(Beginning of DATASET RECORDS)
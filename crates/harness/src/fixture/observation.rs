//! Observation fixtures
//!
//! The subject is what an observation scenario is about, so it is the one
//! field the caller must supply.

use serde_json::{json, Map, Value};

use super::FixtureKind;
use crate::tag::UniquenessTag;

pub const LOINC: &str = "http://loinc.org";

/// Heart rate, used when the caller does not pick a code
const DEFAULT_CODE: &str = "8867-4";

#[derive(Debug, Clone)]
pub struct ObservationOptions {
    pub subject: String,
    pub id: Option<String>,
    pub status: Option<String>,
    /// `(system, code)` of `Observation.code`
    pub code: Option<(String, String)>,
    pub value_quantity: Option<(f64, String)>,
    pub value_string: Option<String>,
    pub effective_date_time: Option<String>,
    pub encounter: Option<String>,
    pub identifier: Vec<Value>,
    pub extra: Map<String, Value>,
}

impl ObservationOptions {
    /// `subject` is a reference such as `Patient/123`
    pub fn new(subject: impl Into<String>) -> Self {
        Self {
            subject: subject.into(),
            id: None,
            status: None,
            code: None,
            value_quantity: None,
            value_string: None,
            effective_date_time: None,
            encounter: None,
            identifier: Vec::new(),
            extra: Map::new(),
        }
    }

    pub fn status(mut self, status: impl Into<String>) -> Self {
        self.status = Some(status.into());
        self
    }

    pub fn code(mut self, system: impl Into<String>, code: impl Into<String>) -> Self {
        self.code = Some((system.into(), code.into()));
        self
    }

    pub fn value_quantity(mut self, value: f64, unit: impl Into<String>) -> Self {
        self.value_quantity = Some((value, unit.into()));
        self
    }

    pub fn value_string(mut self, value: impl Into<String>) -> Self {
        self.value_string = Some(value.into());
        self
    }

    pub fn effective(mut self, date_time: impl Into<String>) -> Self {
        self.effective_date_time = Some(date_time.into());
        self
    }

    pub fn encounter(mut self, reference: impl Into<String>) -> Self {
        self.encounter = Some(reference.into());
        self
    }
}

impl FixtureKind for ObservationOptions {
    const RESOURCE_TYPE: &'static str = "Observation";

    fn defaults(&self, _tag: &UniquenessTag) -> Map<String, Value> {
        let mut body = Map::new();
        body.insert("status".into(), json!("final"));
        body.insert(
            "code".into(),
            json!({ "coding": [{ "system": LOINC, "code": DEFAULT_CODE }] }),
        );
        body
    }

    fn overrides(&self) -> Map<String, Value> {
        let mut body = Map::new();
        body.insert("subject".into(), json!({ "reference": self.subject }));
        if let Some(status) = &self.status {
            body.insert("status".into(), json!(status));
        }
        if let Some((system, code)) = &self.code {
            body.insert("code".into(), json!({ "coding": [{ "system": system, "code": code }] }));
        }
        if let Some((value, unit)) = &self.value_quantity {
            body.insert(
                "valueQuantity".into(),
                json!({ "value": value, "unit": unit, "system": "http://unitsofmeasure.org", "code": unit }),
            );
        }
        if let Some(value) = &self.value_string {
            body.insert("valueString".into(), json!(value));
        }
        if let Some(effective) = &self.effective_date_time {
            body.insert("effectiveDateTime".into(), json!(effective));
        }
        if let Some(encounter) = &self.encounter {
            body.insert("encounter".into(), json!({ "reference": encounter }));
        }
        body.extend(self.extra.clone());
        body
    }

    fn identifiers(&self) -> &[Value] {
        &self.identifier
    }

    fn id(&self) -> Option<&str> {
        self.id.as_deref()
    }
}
(End of DATASET RECORDS)
(Beginning of DATASET RECORDS)
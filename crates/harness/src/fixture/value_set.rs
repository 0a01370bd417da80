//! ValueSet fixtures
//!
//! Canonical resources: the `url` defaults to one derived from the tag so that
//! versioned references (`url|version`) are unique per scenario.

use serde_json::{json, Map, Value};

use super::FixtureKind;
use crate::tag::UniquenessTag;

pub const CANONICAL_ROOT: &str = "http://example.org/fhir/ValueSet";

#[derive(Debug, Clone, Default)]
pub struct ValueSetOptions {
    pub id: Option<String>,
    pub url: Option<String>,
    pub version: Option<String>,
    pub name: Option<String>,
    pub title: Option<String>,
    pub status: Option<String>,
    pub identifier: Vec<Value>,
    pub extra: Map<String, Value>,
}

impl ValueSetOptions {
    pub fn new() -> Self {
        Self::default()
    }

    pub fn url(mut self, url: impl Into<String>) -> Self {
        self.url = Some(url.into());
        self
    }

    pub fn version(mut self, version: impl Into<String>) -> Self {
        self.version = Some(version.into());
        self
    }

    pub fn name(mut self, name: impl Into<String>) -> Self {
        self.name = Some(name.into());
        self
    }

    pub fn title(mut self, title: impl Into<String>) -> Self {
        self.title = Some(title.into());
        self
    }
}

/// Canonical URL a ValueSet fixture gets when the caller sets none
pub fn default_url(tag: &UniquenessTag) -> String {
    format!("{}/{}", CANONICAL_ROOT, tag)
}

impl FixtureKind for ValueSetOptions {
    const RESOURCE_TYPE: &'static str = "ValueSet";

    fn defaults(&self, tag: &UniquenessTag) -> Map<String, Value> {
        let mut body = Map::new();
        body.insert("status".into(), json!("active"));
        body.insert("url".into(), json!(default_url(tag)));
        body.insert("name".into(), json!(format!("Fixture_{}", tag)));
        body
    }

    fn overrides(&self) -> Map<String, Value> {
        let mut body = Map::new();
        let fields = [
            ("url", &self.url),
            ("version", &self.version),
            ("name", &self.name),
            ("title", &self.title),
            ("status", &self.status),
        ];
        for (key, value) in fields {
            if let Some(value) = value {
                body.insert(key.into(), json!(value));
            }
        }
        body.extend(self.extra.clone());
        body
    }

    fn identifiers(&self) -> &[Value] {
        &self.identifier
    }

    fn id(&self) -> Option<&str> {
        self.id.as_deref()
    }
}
(End of DATASET RECORDS)
[TRY IT] In these entries, some lines may contain the string "LOINC". Give the number of such lines and nothing more.

[ANSWER SECTION] 2